-------- Data supplied
//! Shared runtime state for mv-daemon.
//!
//! Everything here is immutable after startup. Handlers receive
//! `State<Arc<AppState>>` from Axum; there are no locks on the request path.

use mv_config::ServiceConfig;
use mv_md::{FetcherConfig, MockGenerator, PriceFetcher};

// ---------------------------------------------------------------------------
// BuildInfo
// ---------------------------------------------------------------------------

/// Static build metadata, logged at startup.
#[derive(Clone, Debug)]
pub struct BuildInfo {
    pub service: &'static str,
    pub version: &'static str,
}

// ---------------------------------------------------------------------------
// AppState
// ---------------------------------------------------------------------------

/// Handle shared (via `Arc`) across all Axum handlers.
#[derive(Clone, Debug)]
pub struct AppState {
    pub build: BuildInfo,
    pub fetcher: PriceFetcher,
}

impl AppState {
    pub fn new(fetcher: PriceFetcher) -> Self {
        Self {
            build: BuildInfo {
                service: "mv-daemon",
                version: env!("CARGO_PKG_VERSION"),
            },
            fetcher,
        }
    }

    /// Wire a GoldAPI-backed fetcher from resolved configuration.
    ///
    /// Falls back to a mock-only fetcher when the credential is missing or a
    /// placeholder.
    pub fn from_config(cfg: &ServiceConfig) -> Self {
        let fetcher_cfg = FetcherConfig {
            api_key: cfg.secrets.gold_api_key.clone(),
            base_url: cfg.gold_api_base_url.clone(),
            ..FetcherConfig::default()
        };
        Self::new(PriceFetcher::new(fetcher_cfg, MockGenerator::default()))
    }

    /// State with no upstream at all. Every price is synthetic.
    pub fn mock_only() -> Self {
        Self::new(PriceFetcher::mock_only(MockGenerator::default()))
    }
}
----------------
Take every line above that includes "struct" and list it.

pub struct BuildInfo {
pub struct AppState {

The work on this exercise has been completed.